● INPUT MATERIAL
◆ ◆ ◆ ◆

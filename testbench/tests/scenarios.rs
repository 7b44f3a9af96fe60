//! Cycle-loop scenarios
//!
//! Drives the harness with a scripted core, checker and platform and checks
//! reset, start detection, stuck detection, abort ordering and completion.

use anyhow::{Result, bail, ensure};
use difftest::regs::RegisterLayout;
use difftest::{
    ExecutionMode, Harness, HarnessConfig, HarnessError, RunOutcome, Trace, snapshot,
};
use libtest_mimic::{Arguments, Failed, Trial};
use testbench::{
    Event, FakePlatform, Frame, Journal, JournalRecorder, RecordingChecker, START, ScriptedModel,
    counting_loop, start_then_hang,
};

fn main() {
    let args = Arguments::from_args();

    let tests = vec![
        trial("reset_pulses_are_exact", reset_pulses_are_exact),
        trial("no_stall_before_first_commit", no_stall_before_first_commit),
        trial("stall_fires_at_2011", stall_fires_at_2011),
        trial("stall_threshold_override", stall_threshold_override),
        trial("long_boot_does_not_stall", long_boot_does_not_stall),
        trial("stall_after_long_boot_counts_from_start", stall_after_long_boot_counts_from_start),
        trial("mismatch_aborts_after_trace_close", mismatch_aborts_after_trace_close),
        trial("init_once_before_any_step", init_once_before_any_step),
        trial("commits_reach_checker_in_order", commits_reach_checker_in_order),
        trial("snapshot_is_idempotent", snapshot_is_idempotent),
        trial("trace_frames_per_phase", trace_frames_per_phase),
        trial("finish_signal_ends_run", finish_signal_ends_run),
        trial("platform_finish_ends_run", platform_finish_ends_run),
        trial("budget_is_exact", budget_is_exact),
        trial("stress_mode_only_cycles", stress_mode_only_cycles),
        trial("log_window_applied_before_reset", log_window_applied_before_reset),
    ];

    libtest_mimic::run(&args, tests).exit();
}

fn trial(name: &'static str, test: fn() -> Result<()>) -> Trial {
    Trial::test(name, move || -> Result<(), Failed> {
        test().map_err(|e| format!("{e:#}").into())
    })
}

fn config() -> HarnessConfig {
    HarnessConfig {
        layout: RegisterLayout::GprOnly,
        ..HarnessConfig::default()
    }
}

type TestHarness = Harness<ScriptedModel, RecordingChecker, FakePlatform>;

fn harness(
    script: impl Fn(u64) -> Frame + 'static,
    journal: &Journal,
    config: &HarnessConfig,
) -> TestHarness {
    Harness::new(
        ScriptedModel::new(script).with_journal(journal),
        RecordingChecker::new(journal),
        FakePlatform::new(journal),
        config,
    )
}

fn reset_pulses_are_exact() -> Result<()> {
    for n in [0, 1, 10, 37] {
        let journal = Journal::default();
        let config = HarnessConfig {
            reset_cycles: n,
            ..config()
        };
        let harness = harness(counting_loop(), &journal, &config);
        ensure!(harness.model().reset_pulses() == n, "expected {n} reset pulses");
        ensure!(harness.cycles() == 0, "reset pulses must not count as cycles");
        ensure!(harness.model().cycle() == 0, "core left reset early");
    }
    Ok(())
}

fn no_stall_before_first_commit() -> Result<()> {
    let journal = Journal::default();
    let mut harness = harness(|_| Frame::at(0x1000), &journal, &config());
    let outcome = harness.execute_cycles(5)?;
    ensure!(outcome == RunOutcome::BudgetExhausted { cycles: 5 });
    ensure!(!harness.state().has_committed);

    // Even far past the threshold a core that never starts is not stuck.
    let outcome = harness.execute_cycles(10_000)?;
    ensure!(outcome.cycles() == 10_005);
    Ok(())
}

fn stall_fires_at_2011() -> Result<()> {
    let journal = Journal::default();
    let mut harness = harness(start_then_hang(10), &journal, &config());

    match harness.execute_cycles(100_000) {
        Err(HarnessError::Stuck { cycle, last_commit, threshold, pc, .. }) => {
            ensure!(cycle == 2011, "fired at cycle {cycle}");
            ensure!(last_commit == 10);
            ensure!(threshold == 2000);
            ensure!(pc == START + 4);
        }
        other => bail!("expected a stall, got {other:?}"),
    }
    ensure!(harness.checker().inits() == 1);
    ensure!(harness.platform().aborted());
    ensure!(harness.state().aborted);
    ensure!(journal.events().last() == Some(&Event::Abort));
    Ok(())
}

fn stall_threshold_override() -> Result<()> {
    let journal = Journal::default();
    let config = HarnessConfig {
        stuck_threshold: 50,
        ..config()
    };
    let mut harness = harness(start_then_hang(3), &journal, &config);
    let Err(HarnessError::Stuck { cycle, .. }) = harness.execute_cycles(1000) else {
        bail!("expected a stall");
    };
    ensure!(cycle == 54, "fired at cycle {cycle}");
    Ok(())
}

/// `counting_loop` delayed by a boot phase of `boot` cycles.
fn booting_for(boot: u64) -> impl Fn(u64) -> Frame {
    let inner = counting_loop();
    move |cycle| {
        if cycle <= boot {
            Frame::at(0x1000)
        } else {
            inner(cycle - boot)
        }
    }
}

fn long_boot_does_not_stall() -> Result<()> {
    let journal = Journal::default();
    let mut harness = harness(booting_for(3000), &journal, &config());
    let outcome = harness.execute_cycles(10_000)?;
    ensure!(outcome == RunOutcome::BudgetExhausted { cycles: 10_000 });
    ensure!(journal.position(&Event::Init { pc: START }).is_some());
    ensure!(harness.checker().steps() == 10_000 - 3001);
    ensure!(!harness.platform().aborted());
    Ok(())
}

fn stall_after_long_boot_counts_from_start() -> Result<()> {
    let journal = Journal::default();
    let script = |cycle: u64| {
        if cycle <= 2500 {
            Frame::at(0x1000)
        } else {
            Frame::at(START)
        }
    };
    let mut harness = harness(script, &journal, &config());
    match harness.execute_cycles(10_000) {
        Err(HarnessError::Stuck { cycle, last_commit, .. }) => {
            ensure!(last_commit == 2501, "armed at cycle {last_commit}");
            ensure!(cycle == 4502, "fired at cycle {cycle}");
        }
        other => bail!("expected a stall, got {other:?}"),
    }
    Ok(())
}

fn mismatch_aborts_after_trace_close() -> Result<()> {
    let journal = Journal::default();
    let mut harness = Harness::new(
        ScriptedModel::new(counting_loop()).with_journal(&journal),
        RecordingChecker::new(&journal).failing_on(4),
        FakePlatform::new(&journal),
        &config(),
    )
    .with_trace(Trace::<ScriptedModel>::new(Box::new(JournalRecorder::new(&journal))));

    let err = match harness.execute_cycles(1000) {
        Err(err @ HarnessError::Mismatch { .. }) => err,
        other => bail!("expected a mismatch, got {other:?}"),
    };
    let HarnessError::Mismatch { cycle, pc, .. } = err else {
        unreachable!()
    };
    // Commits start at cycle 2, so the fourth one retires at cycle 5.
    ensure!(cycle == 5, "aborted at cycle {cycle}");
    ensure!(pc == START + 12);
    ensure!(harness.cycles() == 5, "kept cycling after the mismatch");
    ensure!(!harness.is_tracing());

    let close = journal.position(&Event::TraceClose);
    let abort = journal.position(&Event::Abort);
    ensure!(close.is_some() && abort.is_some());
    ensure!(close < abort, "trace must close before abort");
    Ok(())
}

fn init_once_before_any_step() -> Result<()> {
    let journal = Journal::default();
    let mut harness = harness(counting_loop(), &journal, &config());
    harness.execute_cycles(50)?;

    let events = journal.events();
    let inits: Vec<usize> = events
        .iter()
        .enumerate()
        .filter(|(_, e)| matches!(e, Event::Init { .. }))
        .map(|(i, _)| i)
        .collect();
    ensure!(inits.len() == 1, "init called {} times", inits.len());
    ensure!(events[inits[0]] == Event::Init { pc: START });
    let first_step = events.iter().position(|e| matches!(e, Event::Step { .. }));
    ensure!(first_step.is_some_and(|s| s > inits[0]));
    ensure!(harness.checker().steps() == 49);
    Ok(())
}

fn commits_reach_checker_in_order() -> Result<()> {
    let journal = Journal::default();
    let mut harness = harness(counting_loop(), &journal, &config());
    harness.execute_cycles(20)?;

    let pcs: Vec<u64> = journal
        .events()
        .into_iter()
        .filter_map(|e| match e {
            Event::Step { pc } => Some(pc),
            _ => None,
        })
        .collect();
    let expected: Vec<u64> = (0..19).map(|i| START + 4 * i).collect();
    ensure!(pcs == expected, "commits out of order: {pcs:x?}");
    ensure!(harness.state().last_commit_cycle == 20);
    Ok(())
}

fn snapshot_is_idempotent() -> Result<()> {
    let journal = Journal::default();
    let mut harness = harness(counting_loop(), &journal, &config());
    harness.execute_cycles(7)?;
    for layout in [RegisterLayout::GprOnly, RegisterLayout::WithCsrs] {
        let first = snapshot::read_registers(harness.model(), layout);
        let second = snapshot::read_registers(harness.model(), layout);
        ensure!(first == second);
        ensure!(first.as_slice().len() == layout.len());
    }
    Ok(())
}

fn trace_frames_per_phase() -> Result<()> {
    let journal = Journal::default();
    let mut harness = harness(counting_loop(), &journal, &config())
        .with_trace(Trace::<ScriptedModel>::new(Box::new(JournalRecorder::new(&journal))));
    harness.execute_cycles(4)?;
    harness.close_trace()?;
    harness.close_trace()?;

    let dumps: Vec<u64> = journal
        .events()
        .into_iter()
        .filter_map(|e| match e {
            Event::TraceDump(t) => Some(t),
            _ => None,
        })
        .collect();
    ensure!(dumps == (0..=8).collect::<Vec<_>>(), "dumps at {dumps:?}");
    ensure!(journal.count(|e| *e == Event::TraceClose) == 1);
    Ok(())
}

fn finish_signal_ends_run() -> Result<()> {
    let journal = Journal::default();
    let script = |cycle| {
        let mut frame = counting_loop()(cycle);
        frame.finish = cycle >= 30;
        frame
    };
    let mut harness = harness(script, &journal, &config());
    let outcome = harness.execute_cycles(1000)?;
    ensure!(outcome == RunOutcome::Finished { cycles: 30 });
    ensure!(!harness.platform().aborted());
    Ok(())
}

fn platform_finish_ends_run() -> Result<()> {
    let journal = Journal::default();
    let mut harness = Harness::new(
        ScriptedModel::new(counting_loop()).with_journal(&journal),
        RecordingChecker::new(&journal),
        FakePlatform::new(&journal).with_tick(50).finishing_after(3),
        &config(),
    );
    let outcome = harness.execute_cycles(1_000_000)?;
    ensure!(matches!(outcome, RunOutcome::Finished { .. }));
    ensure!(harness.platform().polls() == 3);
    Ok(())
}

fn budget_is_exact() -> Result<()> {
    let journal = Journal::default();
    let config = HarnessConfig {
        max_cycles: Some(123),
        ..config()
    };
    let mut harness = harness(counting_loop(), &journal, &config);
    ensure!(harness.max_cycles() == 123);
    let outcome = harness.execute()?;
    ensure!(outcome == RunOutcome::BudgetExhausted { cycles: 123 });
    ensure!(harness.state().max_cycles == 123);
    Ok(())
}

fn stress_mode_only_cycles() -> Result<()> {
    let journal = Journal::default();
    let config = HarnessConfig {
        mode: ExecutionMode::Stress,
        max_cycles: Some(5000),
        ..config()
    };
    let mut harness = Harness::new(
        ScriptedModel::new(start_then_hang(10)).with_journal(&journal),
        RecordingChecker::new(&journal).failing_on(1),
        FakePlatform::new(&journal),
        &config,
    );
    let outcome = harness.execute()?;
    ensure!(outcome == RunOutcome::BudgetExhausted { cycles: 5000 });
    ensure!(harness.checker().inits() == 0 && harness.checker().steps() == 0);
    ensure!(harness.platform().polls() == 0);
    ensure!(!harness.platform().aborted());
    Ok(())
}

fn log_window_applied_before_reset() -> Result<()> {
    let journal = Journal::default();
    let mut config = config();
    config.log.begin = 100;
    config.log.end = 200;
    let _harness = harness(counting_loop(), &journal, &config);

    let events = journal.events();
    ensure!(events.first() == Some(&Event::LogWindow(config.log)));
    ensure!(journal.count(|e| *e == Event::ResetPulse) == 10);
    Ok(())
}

◆ ◆ ◆ ◆

● WHAT YOU NEED TO DO
Make a copy of each line in the records above that has the word "Arguments".

● TASK OUTPUT
use libtest_mimic::{Arguments, Failed, Trial};
    let args = Arguments::from_args();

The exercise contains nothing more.